======== DATA SHOWN ========
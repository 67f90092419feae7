//! Built-in filesystem and process tools
//!
//! Every built-in reports its output under a field named after the
//! [`DataTag`] it provides, which is the value the orchestrator stores in
//! the working state.

use super::capability::Capability;
use super::catalog::CatalogError;
use super::result::{ToolError, ToolErrorKind};
use super::tool::{ArgumentGrammar, BoxedTool, Condition, RiskLevel, Tool, ToolSpec};
use crate::context::ExecutionContext;
use crate::state::DataTag;
use async_trait::async_trait;
use regex::RegexBuilder;
use serde_json::{json, Value};
use std::path::Path;
use std::sync::Arc;
use tokio::process::Command;

/// Files larger than this are skipped by `code_search`
const MAX_SEARCH_FILE_BYTES: u64 = 1024 * 1024;

/// Upper bound on matches returned by `code_search`
const MAX_SEARCH_RESULTS: usize = 200;

/// Directories `code_search` never descends into
const SKIPPED_DIRS: &[&str] = &["target", "node_modules"];

/// Create every built-in tool
pub fn all() -> Result<Vec<BoxedTool>, CatalogError> {
    Ok(vec![
        Arc::new(ReadFileTool::new()?),
        Arc::new(ListDirTool::new()?),
        Arc::new(CodeSearchTool::new()?),
        Arc::new(WriteFileTool::new()?),
        Arc::new(RunCommandTool::new()?),
    ])
}

fn grammar(tool: &str, pattern: &str) -> Result<ArgumentGrammar, CatalogError> {
    ArgumentGrammar::new(pattern).map_err(|e| CatalogError::InvalidGrammar {
        tool: tool.to_string(),
        message: e.to_string(),
    })
}

fn str_arg<'a>(args: &'a Value, field: &str) -> Result<&'a str, ToolError> {
    args.get(field)
        .and_then(|v| v.as_str())
        .ok_or_else(|| ToolError::validation(format!("Validation failed: missing '{}'", field)))
}

/// Read a UTF-8 file
#[derive(Debug)]
pub struct ReadFileTool {
    spec: ToolSpec,
}

impl ReadFileTool {
    pub fn new() -> Result<Self, CatalogError> {
        let spec = ToolSpec::new("read_file", "Read the contents of a text file")
            .with_input_schema(json!({
                "type": "object",
                "properties": { "path": { "type": "string" } },
                "required": ["path"]
            }))
            .with_output_schema(json!({
                "type": "object",
                "properties": {
                    "path": { "type": "string" },
                    "file_content": { "type": "string" },
                    "bytes": { "type": "integer" }
                }
            }))
            .with_capability(Capability::FilesystemRead)
            .with_risk(RiskLevel::Low)
            .with_budget(1_000, 32)
            .with_precondition(Condition::ArgPresent { field: "path".into() })
            .with_postcondition(Condition::OutputField { field: "file_content".into() })
            .provides(DataTag::FileContent)
            .with_grammar(grammar(
                "read_file",
                r"\b(?:read|open|show|view|cat)\s+(?:the\s+)?(?:contents\s+of\s+)?(?:file\s+)?(?P<path>\S+)",
            )?);
        Ok(Self { spec })
    }
}

#[async_trait]
impl Tool for ReadFileTool {
    fn spec(&self) -> &ToolSpec {
        &self.spec
    }

    async fn execute(&self, args: Value, ctx: &ExecutionContext) -> Result<Value, ToolError> {
        let path = str_arg(&args, "path")?;
        let resolved = ctx.resolve_path(path);
        let content = tokio::fs::read_to_string(&resolved).await?;
        Ok(json!({
            "path": path,
            "bytes": content.len(),
            "file_content": content,
        }))
    }
}

/// List the entries of a directory
#[derive(Debug)]
pub struct ListDirTool {
    spec: ToolSpec,
}

impl ListDirTool {
    pub fn new() -> Result<Self, CatalogError> {
        let spec = ToolSpec::new("list_dir", "List the entries of a directory")
            .with_input_schema(json!({
                "type": "object",
                "properties": { "path": { "type": "string" } },
                "required": ["path"]
            }))
            .with_capability(Capability::FilesystemRead)
            .with_risk(RiskLevel::Low)
            .with_budget(500, 8)
            .with_postcondition(Condition::OutputField {
                field: "directory_listing".into(),
            })
            .provides(DataTag::DirectoryListing)
            .with_grammar(
                grammar(
                    "list_dir",
                    r"\b(?:list|ls)\b(?:\s+(?:the\s+)?(?:files|entries|contents)?\s*(?:in|of)?\s*(?:the\s+)?(?:directory\s+|dir\s+|folder\s+)?(?P<path>[\w./~-]+))?",
                )?
                .with_default("path", json!(".")),
            );
        Ok(Self { spec })
    }
}

#[async_trait]
impl Tool for ListDirTool {
    fn spec(&self) -> &ToolSpec {
        &self.spec
    }

    async fn execute(&self, args: Value, ctx: &ExecutionContext) -> Result<Value, ToolError> {
        let path = str_arg(&args, "path")?;
        let resolved = ctx.resolve_path(path);
        let mut reader = tokio::fs::read_dir(&resolved).await?;
        let mut entries = Vec::new();
        while let Some(entry) = reader.next_entry().await? {
            let is_dir = entry.file_type().await.map(|t| t.is_dir()).unwrap_or(false);
            let name = entry.file_name().to_string_lossy().to_string();
            entries.push(if is_dir { format!("{}/", name) } else { name });
        }
        entries.sort();
        Ok(json!({
            "path": path,
            "directory_listing": entries,
        }))
    }
}

/// Search file contents under a directory tree
#[derive(Debug)]
pub struct CodeSearchTool {
    spec: ToolSpec,
}

impl CodeSearchTool {
    pub fn new() -> Result<Self, CatalogError> {
        let spec = ToolSpec::new(
            "code_search",
            "Search files under a directory for a pattern (case-insensitive)",
        )
        .with_input_schema(json!({
            "type": "object",
            "properties": {
                "pattern": { "type": "string" },
                "path": { "type": "string" },
                "regex": { "type": "boolean" }
            },
            "required": ["pattern"]
        }))
        .with_capability(Capability::FilesystemRead)
        .with_risk(RiskLevel::Low)
        .with_budget(3_000, 64)
        .with_precondition(Condition::ArgPresent { field: "pattern".into() })
        .with_postcondition(Condition::OutputField { field: "search_results".into() })
        .provides(DataTag::SearchResults)
        .with_grammar(
            grammar(
                "code_search",
                r"\b(?:search|grep|find|look)\s+(?:for\s+)?(?P<pattern>.+?)(?:\s+(?:in|under)\s+(?P<path>[\w./~-]+))?\s*$",
            )?
            .with_default("path", json!(".")),
        );
        Ok(Self { spec })
    }

    fn search(root: &Path, regex: &regex::Regex) -> Vec<Value> {
        let mut matches = Vec::new();
        for entry in walkdir::WalkDir::new(root)
            .max_depth(16)
            .sort_by_file_name()
            .into_iter()
            .filter_entry(|e| {
                let name = e.file_name().to_string_lossy();
                e.depth() == 0 || !(name.starts_with('.') || SKIPPED_DIRS.contains(&name.as_ref()))
            })
            .filter_map(|e| e.ok())
        {
            if !entry.file_type().is_file() {
                continue;
            }
            if entry
                .metadata()
                .map(|m| m.len() > MAX_SEARCH_FILE_BYTES)
                .unwrap_or(true)
            {
                continue;
            }
            let Ok(content) = std::fs::read_to_string(entry.path()) else {
                continue;
            };
            for (line_num, line) in content.lines().enumerate() {
                if regex.is_match(line) {
                    matches.push(json!({
                        "file": entry.path().display().to_string(),
                        "line": line_num + 1,
                        "text": line.trim(),
                    }));
                    if matches.len() >= MAX_SEARCH_RESULTS {
                        return matches;
                    }
                }
            }
        }
        matches
    }
}

#[async_trait]
impl Tool for CodeSearchTool {
    fn spec(&self) -> &ToolSpec {
        &self.spec
    }

    async fn execute(&self, args: Value, ctx: &ExecutionContext) -> Result<Value, ToolError> {
        let pattern = str_arg(&args, "pattern")?.to_string();
        let path = args.get("path").and_then(|v| v.as_str()).unwrap_or(".");
        let use_regex = args.get("regex").and_then(|v| v.as_bool()).unwrap_or(false);

        let source = if use_regex {
            pattern.clone()
        } else {
            regex::escape(&pattern)
        };
        let regex = RegexBuilder::new(&source)
            .case_insensitive(true)
            .build()
            .map_err(|e| ToolError::validation(format!("Validation failed: bad pattern: {}", e)))?;

        let root = ctx.resolve_path(path);
        if !root.exists() {
            return Err(ToolError::new(
                ToolErrorKind::NotFound,
                format!("Search root '{}' does not exist", root.display()),
            ));
        }

        let matches = tokio::task::spawn_blocking(move || Self::search(&root, &regex))
            .await
            .map_err(|e| ToolError::internal(format!("Search task failed: {}", e)))?;

        Ok(json!({
            "pattern": pattern,
            "path": path,
            "count": matches.len(),
            "search_results": matches,
        }))
    }
}

/// Write a UTF-8 file, creating parent directories
#[derive(Debug)]
pub struct WriteFileTool {
    spec: ToolSpec,
}

impl WriteFileTool {
    pub fn new() -> Result<Self, CatalogError> {
        let spec = ToolSpec::new("write_file", "Write text to a file, replacing its contents")
            .with_input_schema(json!({
                "type": "object",
                "properties": {
                    "path": { "type": "string" },
                    "content": { "type": "string" }
                },
                "required": ["path", "content"]
            }))
            .with_capability(Capability::FilesystemWrite)
            .with_risk(RiskLevel::High)
            .with_budget(1_000, 32)
            .with_precondition(Condition::ArgPresent { field: "path".into() })
            .with_postcondition(Condition::OutputField { field: "file_written".into() })
            .provides(DataTag::FileWritten)
            .with_grammar(grammar(
                "write_file",
                r"\b(?:write|save|put)\s+(?P<content>.+?)\s+(?:to|into)\s+(?:the\s+)?(?:file\s+)?(?P<path>\S+)",
            )?);
        Ok(Self { spec })
    }
}

#[async_trait]
impl Tool for WriteFileTool {
    fn spec(&self) -> &ToolSpec {
        &self.spec
    }

    async fn execute(&self, args: Value, ctx: &ExecutionContext) -> Result<Value, ToolError> {
        let path = str_arg(&args, "path")?;
        let content = str_arg(&args, "content")?;
        let resolved = ctx.resolve_path(path);
        if let Some(parent) = resolved.parent().filter(|p| !p.as_os_str().is_empty()) {
            tokio::fs::create_dir_all(parent).await?;
        }
        tokio::fs::write(&resolved, content).await?;
        Ok(json!({
            "file_written": path,
            "bytes": content.len(),
        }))
    }
}

/// Run a shell command
#[derive(Debug)]
pub struct RunCommandTool {
    spec: ToolSpec,
}

impl RunCommandTool {
    pub fn new() -> Result<Self, CatalogError> {
        let spec = ToolSpec::new("run_command", "Run a shell command and capture its output")
            .with_input_schema(json!({
                "type": "object",
                "properties": { "command": { "type": "string" } },
                "required": ["command"]
            }))
            .with_capability(Capability::Subprocess)
            .with_risk(RiskLevel::Critical)
            .with_budget(10_000, 128)
            .with_precondition(Condition::ArgPresent { field: "command".into() })
            .with_postcondition(Condition::OutputField { field: "command_output".into() })
            .provides(DataTag::CommandOutput)
            .with_grammar(grammar(
                "run_command",
                r"\b(?:run|execute|exec)\s+(?:the\s+)?(?:command\s+)?(?P<command>.+)$",
            )?);
        Ok(Self { spec })
    }
}

#[async_trait]
impl Tool for RunCommandTool {
    fn spec(&self) -> &ToolSpec {
        &self.spec
    }

    async fn execute(&self, args: Value, ctx: &ExecutionContext) -> Result<Value, ToolError> {
        let command = str_arg(&args, "command")?.trim();
        if command.is_empty() {
            return Err(ToolError::validation("Validation failed: empty command"));
        }

        tracing::info!(command = %command, "Running command");

        let mut cmd = if cfg!(target_os = "windows") {
            let mut c = Command::new("cmd");
            c.args(["/C", command]);
            c
        } else {
            let mut c = Command::new("sh");
            c.args(["-c", command]);
            c
        };
        cmd.kill_on_drop(true);
        if let Some(dir) = &ctx.working_dir {
            cmd.current_dir(dir);
        }

        let output = cmd.output().await?;
        let stdout = String::from_utf8_lossy(&output.stdout).to_string();
        let stderr = String::from_utf8_lossy(&output.stderr).to_string();

        if !output.status.success() {
            return Err(ToolError::internal(format!(
                "Command exited with {}",
                output.status
            ))
            .with_context(json!({ "stdout": stdout, "stderr": stderr })));
        }

        Ok(json!({
            "command": command,
            "exit_code": output.status.code(),
            "command_output": stdout,
            "stderr": stderr,
        }))
    }
}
========
== TASK OBJECTIVE ==
For the material above, reproduce exactly the lines from the line with "const MAX_SEARCH_RESULTS: usize = 200;" to the line with "fn grammar(tool: &str, pattern: &str)", inclusive, and exclude all others.

== TASK RESULT ==
const MAX_SEARCH_RESULTS: usize = 200;

/// Directories `code_search` never descends into
const SKIPPED_DIRS: &[&str] = &["target", "node_modules"];

/// Create every built-in tool
pub fn all() -> Result<Vec<BoxedTool>, CatalogError> {
    Ok(vec![
        Arc::new(ReadFileTool::new()?),
        Arc::new(ListDirTool::new()?),
        Arc::new(CodeSearchTool::new()?),
        Arc::new(WriteFileTool::new()?),
        Arc::new(RunCommandTool::new()?),
    ])
}

fn grammar(tool: &str, pattern: &str) -> Result<ArgumentGrammar, CatalogError> {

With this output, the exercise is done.